▸ EXERCISE DIRECTIONS
Every line of the entries that holds the word "availability" is to be copied.

■ ■ ■ ■ ■

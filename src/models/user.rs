use serde::{Deserialize, Serialize};
use sqlx::FromRow;
use time::OffsetDateTime;
use uuid::Uuid;

#[derive(Debug, FromRow, Serialize, Deserialize, Clone)]
pub struct User {
    pub id: Uuid,
    pub email: String,
    pub apelido: String,
    #[serde(skip_serializing)]
    pub password_hash: String,
    pub is_verified: bool,
    pub created_at: OffsetDateTime,
}

#[derive(Deserialize, Serialize)]
pub struct SignupPayload {
    pub email: String,
    pub apelido: String,
    pub senha: String,
}

#[derive(Deserialize, Serialize)]
pub struct LoginPayload {
    pub email: String,
    pub senha: String,
}

#[derive(Deserialize, Serialize)]
pub struct EmailPayload {
    pub email: String,
}

/// Emails are compared case-insensitively everywhere.
pub fn normalize_email(email: &str) -> String {
    email.trim().to_lowercase()
}

/// The apelido travels as a path segment of the confirmation link. A segment
/// made only of dots (even percent-encoded) is resolved away by URL parsers.
pub fn is_acceptable_apelido(apelido: &str) -> bool {
    !apelido.is_empty() && !apelido.chars().all(|c| c == '.')
}
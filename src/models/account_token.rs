use std::fmt;
use std::str::FromStr;

use thiserror::Error;
use time::OffsetDateTime;
use uuid::Uuid;

#[derive(Debug, Clone, Copy, PartialEq, Eq, Hash)]
pub enum TokenPurpose {
    ConfirmRegistration,
    PasswordReset,
}

impl TokenPurpose {
    pub fn as_str(&self) -> &'static str {
        match self {
            TokenPurpose::ConfirmRegistration => "confirmar_cadastro",
            TokenPurpose::PasswordReset => "redefinir_senha",
        }
    }
}

impl fmt::Display for TokenPurpose {
    fn fmt(&self, f: &mut fmt::Formatter<'_>) -> fmt::Result {
        f.write_str(self.as_str())
    }
}

#[derive(Debug, Error)]
#[error("unknown token purpose: {0}")]
pub struct UnknownTokenPurpose(String);

impl FromStr for TokenPurpose {
    type Err = UnknownTokenPurpose;

    fn from_str(s: &str) -> Result<Self, Self::Err> {
        match s {
            "confirmar_cadastro" => Ok(TokenPurpose::ConfirmRegistration),
            "redefinir_senha" => Ok(TokenPurpose::PasswordReset),
            other => Err(UnknownTokenPurpose(other.to_string())),
        }
    }
}

impl TryFrom<String> for TokenPurpose {
    type Error = UnknownTokenPurpose;

    fn try_from(value: String) -> Result<Self, Self::Error> {
        value.parse()
    }
}

/// Persisted half of an emailed token. Only the digest is stored.
#[derive(Debug, Clone, sqlx::FromRow)]
pub struct AccountToken {
    pub id: Uuid,
    pub user_id: Uuid,
    #[sqlx(try_from = "String")]
    pub purpose: TokenPurpose,
    pub token_hash: String,
    pub expires_at: OffsetDateTime,
    pub used_at: Option<OffsetDateTime>,
    pub created_at: OffsetDateTime,
}

impl AccountToken {
    pub fn is_redeemable(&self, now: OffsetDateTime) -> bool {
        self.used_at.is_none() && self.expires_at > now
    }
}
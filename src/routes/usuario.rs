use axum::{
    extract::{Json, State},
    response::{IntoResponse, Response},
};
use axum_extra::extract::cookie::CookieJar;
use tracing::{error, info, warn};
use uuid::Uuid;

use crate::{
    models::user::{
        is_acceptable_apelido, normalize_email, EmailPayload, LoginPayload, SignupPayload,
    },
    responses::JsonResponse,
    routes::helpers::{send_confirmation_email, send_password_reset_email},
    session::{removal_cookie, session_cookie, SESSION_COOKIE},
    state::AppState,
    utils::password::{hash_password, is_acceptable_password, verify_password, MIN_PASSWORD_LEN},
};

const FORGOT_PASSWORD_MESSAGE: &str =
    "Se o e-mail estiver cadastrado, enviaremos um link para redefinir a senha.";
const RESEND_CONFIRMATION_MESSAGE: &str =
    "Se houver um cadastro pendente para este e-mail, enviaremos um novo link de confirmação.";

pub async fn handle_signup(
    State(state): State<AppState>,
    Json(payload): Json<SignupPayload>,
) -> Response {
    let email = normalize_email(&payload.email);
    let apelido = payload.apelido.trim();

    if email.is_empty() || apelido.is_empty() || payload.senha.is_empty() {
        return JsonResponse::bad_request("Preencha e-mail, apelido e senha.").into_response();
    }
    if !email.contains('@') {
        return JsonResponse::bad_request("E-mail inválido.").into_response();
    }
    if !is_acceptable_apelido(apelido) {
        return JsonResponse::bad_request("Apelido inválido.").into_response();
    }
    if !is_acceptable_password(&payload.senha) {
        return JsonResponse::bad_request(&format!(
            "A senha deve ter pelo menos {} caracteres.",
            MIN_PASSWORD_LEN
        ))
        .into_response();
    }

    match state.db.is_email_taken(&email).await {
        Ok(true) => return JsonResponse::conflict("E-mail já cadastrado.").into_response(),
        Ok(false) => {}
        Err(e) => {
            error!(error = %e, "Failed to check email availability");
            return JsonResponse::server_error("Erro interno.").into_response();
        }
    }
    match state.db.is_apelido_taken(apelido).await {
        Ok(true) => return JsonResponse::conflict("Apelido já está em uso.").into_response(),
        Ok(false) => {}
        Err(e) => {
            error!(error = %e, "Failed to check apelido availability");
            return JsonResponse::server_error("Erro interno.").into_response();
        }
    }

    let password_hash = match hash_password(&payload.senha) {
        Ok(hash) => hash,
        Err(e) => {
            error!(error = %e, "Password hashing failed");
            return JsonResponse::server_error("Erro interno.").into_response();
        }
    };

    let user_id = match state.db.create_user(&email, apelido, &password_hash).await {
        Ok(id) => id,
        Err(e) => {
            error!(error = %e, "Failed to insert user");
            return JsonResponse::server_error("Não foi possível criar o cadastro.").into_response();
        }
    };

    if let Err(e) = send_confirmation_email(&state, user_id, &email, apelido).await {
        warn!(%user_id, error = %e, "Rolling back sign-up after confirmation email failure");
        if let Err(e) = state.db.delete_user(user_id).await {
            error!(%user_id, error = %e, "Failed to roll back user after sign-up failure");
        }
        return JsonResponse::server_error("Não foi possível enviar o e-mail de confirmação.")
            .into_response();
    }

    info!(%user_id, "User registered, confirmation email sent");
    JsonResponse::created("Cadastro realizado. Verifique seu e-mail para confirmar a conta.")
        .into_response()
}

pub async fn handle_login(
    State(state): State<AppState>,
    jar: CookieJar,
    Json(payload): Json<LoginPayload>,
) -> Response {
    let email = normalize_email(&payload.email);

    let user = match state.db.find_user_by_email(&email).await {
        Ok(Some(user)) => user,
        Ok(None) => return JsonResponse::unauthorized("E-mail ou senha inválidos.").into_response(),
        Err(e) => {
            error!(error = %e, "Failed to look up user for login");
            return JsonResponse::server_error("Erro interno.").into_response();
        }
    };

    match verify_password(&payload.senha, &user.password_hash) {
        Ok(true) => {}
        Ok(false) => {
            return JsonResponse::unauthorized("E-mail ou senha inválidos.").into_response()
        }
        Err(e) => {
            error!(user_id = %user.id, error = %e, "Stored password hash could not be parsed");
            return JsonResponse::server_error("Erro interno.").into_response();
        }
    }

    if !user.is_verified {
        return JsonResponse::forbidden_with_code(
            "Confirme seu cadastro pelo link enviado ao seu e-mail.",
            "email_not_verified",
        )
        .into_response();
    }

    let session_id = state.sessions.create(user.id, &user.apelido);
    let cookie = session_cookie(session_id, state.config.production, state.sessions.ttl());

    (
        jar.add(cookie),
        JsonResponse::success("Login realizado com sucesso."),
    )
        .into_response()
}

pub async fn handle_logout(State(state): State<AppState>, jar: CookieJar) -> Response {
    if let Some(session_id) = jar
        .get(SESSION_COOKIE)
        .and_then(|c| Uuid::parse_str(c.value()).ok())
    {
        state.sessions.remove(session_id);
    }

    (
        jar.remove(removal_cookie()),
        JsonResponse::success("Sessão encerrada."),
    )
        .into_response()
}

pub async fn handle_forgot_password(
    State(state): State<AppState>,
    Json(payload): Json<EmailPayload>,
) -> Response {
    let email = normalize_email(&payload.email);
    let lookup = state.db.find_user_by_email(&email).await;

    match lookup {
        Ok(Some(user)) => {
            // Response time must not depend on the provider call.
            tokio::spawn(async move {
                if let Err(e) = send_password_reset_email(&state, user.id, &user.email).await {
                    warn!(user_id = %user.id, error = %e, "Password reset email not sent");
                }
            });
        }
        Ok(None) => {}
        Err(e) => {
            error!(error = %e, "Error looking up user by email");
        }
    }

    JsonResponse::success(FORGOT_PASSWORD_MESSAGE).into_response()
}

pub async fn handle_resend_confirmation(
    State(state): State<AppState>,
    Json(payload): Json<EmailPayload>,
) -> Response {
    let email = normalize_email(&payload.email);
    let lookup = state.db.find_user_by_email(&email).await;

    match lookup {
        Ok(Some(user)) if !user.is_verified => {
            tokio::spawn(async move {
                if let Err(e) =
                    send_confirmation_email(&state, user.id, &user.email, &user.apelido).await
                {
                    warn!(user_id = %user.id, error = %e, "Confirmation email not re-sent");
                }
            });
        }
        Ok(_) => {}
        Err(e) => {
            error!(error = %e, "Error looking up user by email");
        }
    }

    JsonResponse::success(RESEND_CONFIRMATION_MESSAGE).into_response()
}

■ ■ ■ ■ ■

▸ RESPONSE TO THE EXERCISE
            error!(error = %e, "Failed to check email availability");
            error!(error = %e, "Failed to check apelido availability");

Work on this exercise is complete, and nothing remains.